Rick and Morty Presents Jerry’s Game
Developer: Big Pixel Studios
Publisher: [adult swim]
It is Monday the 15th of August 2016 and I am very tired but unable to go to sleep.
I’m in a room I can’t leave and internet access varies drastically minute to minute.
Recently on my phone I have mostly been playing Pokémon Go but as I can’t walk around that is kind of pointless. I’m too tired to really concentrate on anything so while I have a solid wifi connection I download Jerry’s Game.
The game itself is simple enough there are balloons each time you click one it pops and you get a point. There is a timer constantly going down but clicking on a balloon fills it completely eliminating any real challenge. The only real fear of losing comes from the black balloons with the skull and crossbones on them. One click of them and it is game over.
With my tired brain I happily click on the balloons, with each new milestones tiny celebrations happen and either Rick or Morty appear and give me encouragement to continue.
I don’t know if there is any sound or if Rick speaks when he appears. My phone is silent the balloons help me not focus on the fans and lights in the room.
Every milestone I hit also gets me bonus balloons making it easier to hit the next. Each bonus bigger than the last encouraging Jerry … me to continue onward.
I am constantly encouraged to keep clicking the balloons. For I am Jerry and this simple task is enough for me now. Each balloon it’s only little victory, every milestone a triumph. The little parades help tell me i’m doing well even if Rick and Morty’s encouragement feels a little hollow. I am achieving something. This is my game and I will click the most balloons. The timer cannot stop me and I will not be fooled by the black balloon.
Though I am not Jerry at the moment it helps to be him. The balloons occupy a tired brain and I see how this game could easily have been made by Rick to distract Jerry for an hour while he takes Morty on an adventure. Jerry would probably keep playing even after figuring this out. It is the perfect game for Jerry.
For a short time it’s the perfect game for me too. For fifteen minutes it distracted me allowed me to think of balloons and weird little scenarios of Rick trapping Jerry. Placing me in Jerry’s mind while I ignore where I really am.
I however cannot continue to ignore it. I allow the clock to go down while waiting for a black balloon. As soon as it appears I click it and end the game.
All the balloons I got can be spent on power ups and different shaped balloons. SIlly DLC options are there to con Jerry out of his money in exchange for better balloon hauls in the future. I click through the power ups and switch the game off it’s not time to be Jerry any more.
Jerry’s game is a simplistic game that I could easily believe was made as a joke.
For 15 minutes it was the greatest game ever.

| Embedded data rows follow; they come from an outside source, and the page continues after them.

//! Revision identities
//!
//! Revisions are resolved to absolute commit shas at construction time, so a
//! later checkout is well-defined even after `HEAD` has moved.

use std::fmt;
use std::path::Path;

use crate::command::GitError;
use crate::repo::rev_parse;

/// A git revision: either the current (possibly dirty) working-directory
/// state, or a resolved commit.
#[derive(Debug, Clone, PartialEq, Eq)]
pub enum GitRev {
    /// The working directory as it stands, not tied to any commit.
    WorkingDir,

    Commit {
        /// The revision spec to use for checkouts; absolute (a sha or a
        /// branch/tag name, never something `HEAD`-relative).
        revision: String,

        /// The sha the revision resolved to.
        sha: String,
    },
}

impl GitRev {
    pub fn sha(&self) -> Option<&str> {
        match self {
            GitRev::WorkingDir => None,
            GitRev::Commit { sha, .. } => Some(sha),
        }
    }

    /// The spec to pass to `git checkout`, when there is one.
    pub fn checkout_ref(&self) -> Option<&str> {
        match self {
            GitRev::WorkingDir => None,
            GitRev::Commit { revision, .. } => Some(revision),
        }
    }
}

impl fmt::Display for GitRev {
    fn fmt(&self, f: &mut fmt::Formatter<'_>) -> fmt::Result {
        match self {
            GitRev::WorkingDir => write!(f, "current working directory state"),
            GitRev::Commit { revision, sha } => {
                if revision != sha {
                    write!(f, "{revision}, ")?;
                }
                write!(f, "sha: {sha}")
            }
        }
    }
}

/// A revision together with a human-facing description of its role,
/// e.g. "before" or "after".
#[derive(Debug, Clone, PartialEq, Eq)]
pub struct LabelledGitRev {
    pub label: String,
    pub rev: GitRev,
}

impl LabelledGitRev {
    /// Resolve a revision spec eagerly. Specs relative to the current state
    /// (such as `HEAD` or `HEAD^`) are replaced by their sha so that checking
    /// out other revisions later cannot change their meaning.
    pub fn resolve(workspace: &Path, revision: &str, label: impl Into<String>) -> Result<Self, GitError> {
        let sha = rev_parse(workspace, revision, false)?;
        let symbolic = rev_parse(workspace, revision, true)?;
        let revision = if symbolic.is_empty() || symbolic == "HEAD" {
            sha.clone()
        } else {
            revision.to_owned()
        };
        Ok(Self { label: label.into(), rev: GitRev::Commit { revision, sha } })
    }

    /// The current working directory, unresolved. Used as the "after"
    /// snapshot of an invocation.
    pub fn working_dir(label: impl Into<String>) -> Self {
        Self { label: label.into(), rev: GitRev::WorkingDir }
    }
}

impl fmt::Display for LabelledGitRev {
    fn fmt(&self, f: &mut fmt::Formatter<'_>) -> fmt::Result {
        write!(f, "revision '{}' ({})", self.label, self.rev)
    }
}
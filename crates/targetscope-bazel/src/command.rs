//! Bazel subprocess invocation
//!
//! Invocations are `<bazel> <startup_args> <command> <args>`. Build-like
//! commands additionally receive the user's common build options, so that
//! queries see the same configuration the user builds with.

use std::path::{Path, PathBuf};
use std::process::{Command, Stdio};

use thiserror::Error;
use tracing::debug;

use targetscope_core::version;

/// Commands which receive the user's common build options.
const BUILD_LIKE_COMMANDS: &[&str] = &["build", "config", "cquery", "test"];

/// Captured output of a finished subprocess.
#[derive(Debug, Clone, Default)]
pub struct ExecOutput {
    /// Exit status code; zero on success.
    pub status: i32,

    pub stdout: Vec<u8>,

    pub stderr: String,
}

impl ExecOutput {
    pub fn success(&self) -> bool {
        self.status == 0
    }

    /// Stdout decoded lossily, trimmed of the trailing newline.
    pub fn stdout_trimmed(&self) -> String {
        String::from_utf8_lossy(&self.stdout).trim_end_matches('\n').to_owned()
    }
}

/// Errors launching or plumbing a subprocess. A nonzero exit status is not an
/// error at this level; callers decide what a failed command means.
#[derive(Debug, Error)]
pub enum CommandError {
    #[error("failed to launch {program}: {source}")]
    Spawn {
        program: String,
        #[source]
        source: std::io::Error,
    },

    #[error("failed to capture output of {program}: {source}")]
    Capture {
        program: String,
        #[source]
        source: std::io::Error,
    },

    #[error("failed to spill cquery output through {path}: {source}")]
    OutputFile {
        path: PathBuf,
        #[source]
        source: std::io::Error,
    },
}

/// A typed handle on the build tool.
pub trait BazelCommand: Send + Sync {
    /// Run `bazel <startup_args> <command> <args>` in `dir`, capturing output.
    fn execute(
        &self,
        dir: &Path,
        startup_args: &[String],
        command: &str,
        args: &[String],
    ) -> Result<ExecOutput, CommandError>;

    /// Run a cquery, routing its output through `--output_file` on releases
    /// that support it, to avoid stdout size limits on very large graphs.
    fn cquery(
        &self,
        bazel_release: &str,
        dir: &Path,
        startup_args: &[String],
        args: &[String],
    ) -> Result<ExecOutput, CommandError>;
}

/// The standard implementation: shells out to a `bazel` binary.
#[derive(Debug, Clone)]
pub struct DefaultBazelCommand {
    /// Bazel binary: a basename on `$PATH`, or an absolute or relative path.
    pub path: String,

    /// Startup options placed before every command.
    pub startup_opts: Vec<String>,

    /// Common options appended to build-like commands only.
    pub build_opts: Vec<String>,
}

impl DefaultBazelCommand {
    pub fn new(path: impl Into<String>) -> Self {
        Self { path: path.into(), startup_opts: Vec::new(), build_opts: Vec::new() }
    }

    /// Assemble the full argument vector for an invocation.
    pub fn argv(&self, startup_args: &[String], command: &str, args: &[String]) -> Vec<String> {
        let mut argv =
            Vec::with_capacity(self.startup_opts.len() + startup_args.len() + 1 + self.build_opts.len() + args.len());
        argv.extend(self.startup_opts.iter().cloned());
        argv.extend(startup_args.iter().cloned());
        argv.push(command.to_owned());
        if BUILD_LIKE_COMMANDS.contains(&command) {
            argv.extend(self.build_opts.iter().cloned());
        }
        argv.extend(args.iter().cloned());
        argv
    }
}

impl BazelCommand for DefaultBazelCommand {
    fn execute(
        &self,
        dir: &Path,
        startup_args: &[String],
        command: &str,
        args: &[String],
    ) -> Result<ExecOutput, CommandError> {
        let argv = self.argv(startup_args, command, args);
        debug!(bazel = %self.path, ?argv, dir = %dir.display(), "running bazel");
        let output = Command::new(&self.path)
            .args(&argv)
            .current_dir(dir)
            .stdin(Stdio::null())
            .output()
            .map_err(|source| CommandError::Spawn { program: self.path.clone(), source })?;
        Ok(ExecOutput {
            status: output.status.code().unwrap_or(-1),
            stdout: output.stdout,
            stderr: String::from_utf8_lossy(&output.stderr).into_owned(),
        })
    }

    fn cquery(
        &self,
        bazel_release: &str,
        dir: &Path,
        startup_args: &[String],
        args: &[String],
    ) -> Result<ExecOutput, CommandError> {
        if !version::supports_cquery_output_file(bazel_release) {
            return self.execute(dir, startup_args, "cquery", args);
        }

        let spill = tempfile::Builder::new()
            .prefix("targetscope-cquery-")
            .suffix(".json")
            .tempfile()
            .map_err(|source| CommandError::OutputFile { path: std::env::temp_dir(), source })?;

        let mut full_args = args.to_vec();
        full_args.push(format!("--output_file={}", spill.path().display()));
        let mut output = self.execute(dir, startup_args, "cquery", &full_args)?;

        output.stdout = std::fs::read(spill.path())
            .map_err(|source| CommandError::OutputFile { path: spill.path().to_path_buf(), source })?;
        Ok(output)
    }
}
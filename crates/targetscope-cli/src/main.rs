//! Targetscope CLI
//!
//! Prints to stdout, one per line, the targets which may have changed
//! between a given revision and the current working-directory state. The
//! tool goes to some effort to be both thorough and minimal, but when in
//! doubt it leans towards over-building rather than under-building.

use std::path::PathBuf;
use std::time::Instant;

use anyhow::{Context as _, Result};
use clap::Parser;
use colored::Colorize;
use tracing::info;
use tracing_subscriber::EnvFilter;

use targetscope_bazel::{info as bazel_info, ConfiguredTarget, DefaultBazelCommand};
use targetscope_core::{Difference, Label, RelPath};
use targetscope_engine::{
    walk_affected_targets, AnalysisCacheClearStrategy, BeforeQueryErrorBehavior, Context,
    EnforceClean, TargetsList,
};
use targetscope_git::{self as git, LabelledGitRev};

/// Determine the Bazel targets affected between two revisions.
#[derive(Parser)]
#[command(name = "targetscope")]
#[command(author, version, about)]
#[command(arg_required_else_help = true)]
struct Cli {
    /// The "before" revision to compare against: a full or short commit
    /// hash, tag, branch, or any other commit-like string.
    before_revision: String,

    /// Working directory to query.
    #[arg(long, default_value = ".")]
    working_directory: PathBuf,

    /// Bazel binary (basename on $PATH, or absolute or relative path) to run.
    #[arg(long, default_value = "bazel")]
    bazel: String,

    /// Startup option to pass to Bazel (repeatable).
    #[arg(long = "bazel-startup-option")]
    bazel_startup_options: Vec<String>,

    /// Build option to pass to build-like Bazel commands (repeatable).
    #[arg(long = "bazel-option")]
    bazel_options: Vec<String>,

    /// How to treat an unclean repository:
    /// enforce-clean|allow-ignored|allow-dirty.
    #[arg(long, default_value = "enforce-clean")]
    enforce_clean: EnforceClean,

    /// Delete a created worktree at the end of the invocation instead of
    /// caching it for reuse.
    #[arg(long)]
    delete_cached_worktree: bool,

    /// File or directory prefix, relative to the working directory, which
    /// never affects the Bazel graph (repeatable).
    #[arg(long = "ignore-file")]
    ignore_files: Vec<String>,

    /// Target pattern to diff.
    #[arg(long, default_value = "//...")]
    targets: TargetsList,

    /// How to handle a query failure at the before revision:
    /// fatal|ignore-and-build-all.
    #[arg(long, default_value = "fatal")]
    before_query_error_behavior: BeforeQueryErrorBehavior,

    /// How to clear the Bazel analysis cache before queries:
    /// skip|shutdown|discard.
    #[arg(long, default_value = "skip")]
    analysis_cache_clear_strategy: AnalysisCacheClearStrategy,

    /// Diagnostic mode: run the deps query before and after clearing the
    /// analysis cache, and fail if the results differ.
    #[arg(long)]
    compare_queries_around_cache_clear: bool,

    /// Whether to drop platform-incompatible targets from the results.
    #[arg(long, default_value_t = true, action = clap::ArgAction::Set)]
    filter_incompatible_targets: bool,

    /// Explain (messily) why each target is affected.
    #[arg(short, long)]
    verbose: bool,
}

fn main() {
    let start = Instant::now();
    if let Err(err) = run() {
        // A sentinel which is not a valid label: callers piping stdout into
        // a build command must fail rather than silently build nothing.
        println!("Targetscope invocation Error");
        eprintln!("{} {err:#}", "error:".red().bold());
        std::process::exit(1);
    }
    info!("finished after {:?}", start.elapsed());
}

fn run() -> Result<()> {
    let cli = Cli::parse();
    init_tracing(cli.verbose);

    let working_directory = std::fs::canonicalize(&cli.working_directory).with_context(|| {
        format!("failed to resolve working directory {}", cli.working_directory.display())
    })?;

    let current_branch = git::rev_parse(&working_directory, "HEAD", true)
        .context("failed to get the current git revision")?;
    let original_revision = LabelledGitRev::resolve(&working_directory, &current_branch, "after")
        .context("failed to resolve the \"after\" (i.e. original) git revision")?;
    let before_revision = LabelledGitRev::resolve(&working_directory, &cli.before_revision, "before")
        .context("failed to resolve the \"before\" git revision")?;

    let bazel = DefaultBazelCommand {
        path: cli.bazel,
        startup_opts: cli.bazel_startup_options,
        build_opts: cli.bazel_options,
    };
    let bazel_output_base = bazel_info::output_base(&bazel, &working_directory)
        .context("failed to resolve the Bazel output base")?;

    let context = Context {
        workspace_path: working_directory,
        original_revision,
        bazel: Box::new(bazel),
        bazel_output_base,
        delete_cached_worktree: cli.delete_cached_worktree,
        ignored_files: cli.ignore_files.iter().map(RelPath::new).collect(),
        before_query_error_behavior: cli.before_query_error_behavior,
        analysis_cache_clear_strategy: cli.analysis_cache_clear_strategy,
        compare_queries_around_cache_clear: cli.compare_queries_around_cache_clear,
        filter_incompatible_targets: cli.filter_incompatible_targets,
        enforce_clean: cli.enforce_clean,
    };

    let verbose = cli.verbose;
    let mut print_affected =
        |label: &Label, differences: &[Difference], _: Option<&ConfiguredTarget>| {
            if verbose && !differences.is_empty() {
                let rendered: Vec<String> = differences.iter().map(ToString::to_string).collect();
                println!("{label} Changes: {}", rendered.join(", "));
            } else {
                println!("{label}");
            }
        };
    walk_affected_targets(&context, &before_revision, &cli.targets, verbose, &mut print_affected)?;

    Ok(())
}

fn init_tracing(verbose: bool) {
    let default_filter = if verbose { "debug" } else { "info" };
    let filter =
        EnvFilter::try_from_default_env().unwrap_or_else(|_| EnvFilter::new(default_filter));
    tracing_subscriber::fmt()
        .with_env_filter(filter)
        .with_writer(std::io::stderr)
        .init();
}
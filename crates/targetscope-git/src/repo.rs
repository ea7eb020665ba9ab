//! Repository operations: status, checkout, worktrees, submodules

use std::fmt;
use std::path::Path;

use targetscope_core::RelPath;

use crate::command::{run_git, run_git_lines, GitError};

/// Resolve a revision spec to a commit sha (or, with `abbrev_ref`, to a
/// symbolic name such as a branch).
pub fn rev_parse(dir: &Path, rev: &str, abbrev_ref: bool) -> Result<String, GitError> {
    let mut args = vec!["rev-parse"];
    if abbrev_ref {
        args.push("--abbrev-ref");
    }
    args.push(rev);
    Ok(run_git(dir, &args)?.trim_end_matches('\n').to_owned())
}

/// One line of `git status --porcelain`.
#[derive(Debug, Clone, PartialEq, Eq)]
pub struct FileStatus {
    /// The shorthand status notation; see `man git-status` for the mapping.
    pub status: String,

    /// Path of the file relative to the repository.
    pub path: RelPath,
}

impl fmt::Display for FileStatus {
    fn fmt(&self, f: &mut fmt::Formatter<'_>) -> fmt::Result {
        write!(f, "{:>3} {}", self.status, self.path)
    }
}

pub(crate) fn parse_status_line(line: &str) -> Option<FileStatus> {
    if line.len() < 4 {
        return None;
    }
    Some(FileStatus {
        status: line[0..3].trim().to_owned(),
        path: RelPath::new(line[3..].trim()),
    })
}

/// Enumerate files which make the working tree unclean.
pub fn status(dir: &Path) -> Result<Vec<FileStatus>, GitError> {
    let lines = run_git_lines(dir, &["status", "--porcelain", "--ignore-submodules=none"])?;
    Ok(lines.iter().filter_map(|line| parse_status_line(line)).collect())
}

/// Like [`status`], with files under any of the ignored prefixes filtered out.
pub fn status_filtered(dir: &Path, ignored: &[RelPath]) -> Result<Vec<FileStatus>, GitError> {
    Ok(status(dir)?
        .into_iter()
        .filter(|file_status| !file_status.path.is_ignored(ignored))
        .collect())
}

/// Check out a commit or ref in place.
pub fn checkout(dir: &Path, rev: &str) -> Result<(), GitError> {
    run_git(dir, &["checkout", rev]).map(|_| ())
}

/// Create a detached worktree at `target` from the repository in `dir`.
/// Force twice: once to allow a missing branch, once to steal a checkout
/// left behind by a previous run.
pub fn create_worktree(dir: &Path, target: &Path, sha: &str) -> Result<(), GitError> {
    let target = target.to_string_lossy();
    run_git(dir, &["worktree", "add", "--force", "--force", "--detach", target.as_ref(), sha])
        .map(|_| ())
}

/// Check out the given commit and clean uncommitted changes and untracked
/// files, including ignored ones. Used when reusing a cached worktree.
pub fn clean_checkout(dir: &Path, sha: &str) -> Result<(), GitError> {
    run_git(dir, &["checkout", "-f", sha])?;
    run_git(dir, &["clean", "-ffdx", sha]).map(|_| ())
}

/// Recursively initialise submodules after a checkout.
pub fn update_submodules(dir: &Path) -> Result<(), GitError> {
    run_git(dir, &["submodule", "update", "--init", "--recursive"]).map(|_| ())
}
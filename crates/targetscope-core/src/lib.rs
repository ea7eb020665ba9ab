//! Targetscope core
//!
//! Leaf domain types shared by every other crate: canonical Bazel labels,
//! opaque build configurations, relative paths with component-wise prefix
//! semantics, an ordered set container, Bazel release-version gating, and the
//! difference taxonomy reported for affected targets.

pub mod configuration;
pub mod difference;
pub mod label;
pub mod relpath;
pub mod sorted_set;
pub mod version;

pub use configuration::Configuration;
pub use difference::{Difference, DifferenceCategory};
pub use label::{Label, LabelError};
pub use relpath::RelPath;
pub use sorted_set::SortedSet;
pub use version::{BazelVersion, VersionSniffError};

It pulled me out of one of the worst moments of my life for a short time.
It allowed my brain to not completely focus on the hospital room I was sitting in.
Now the game is off and I look at my wife thankfully asleep after going through the worst day of our lives.
In the tiny bed next to her our son lies looking as though he’s asleep as well.
Our poor Lucas who never got to open his eyes, or laugh, or cry.
Playing a silly mobile game that was probably a throwaway idea at adult swim allowed me to not focus completely on losing our son for 15 minutes. That in turn allowed me to finally cry and begin to grieve.
Jerry’s game didn’t come out in 2016 but it was my game of the year.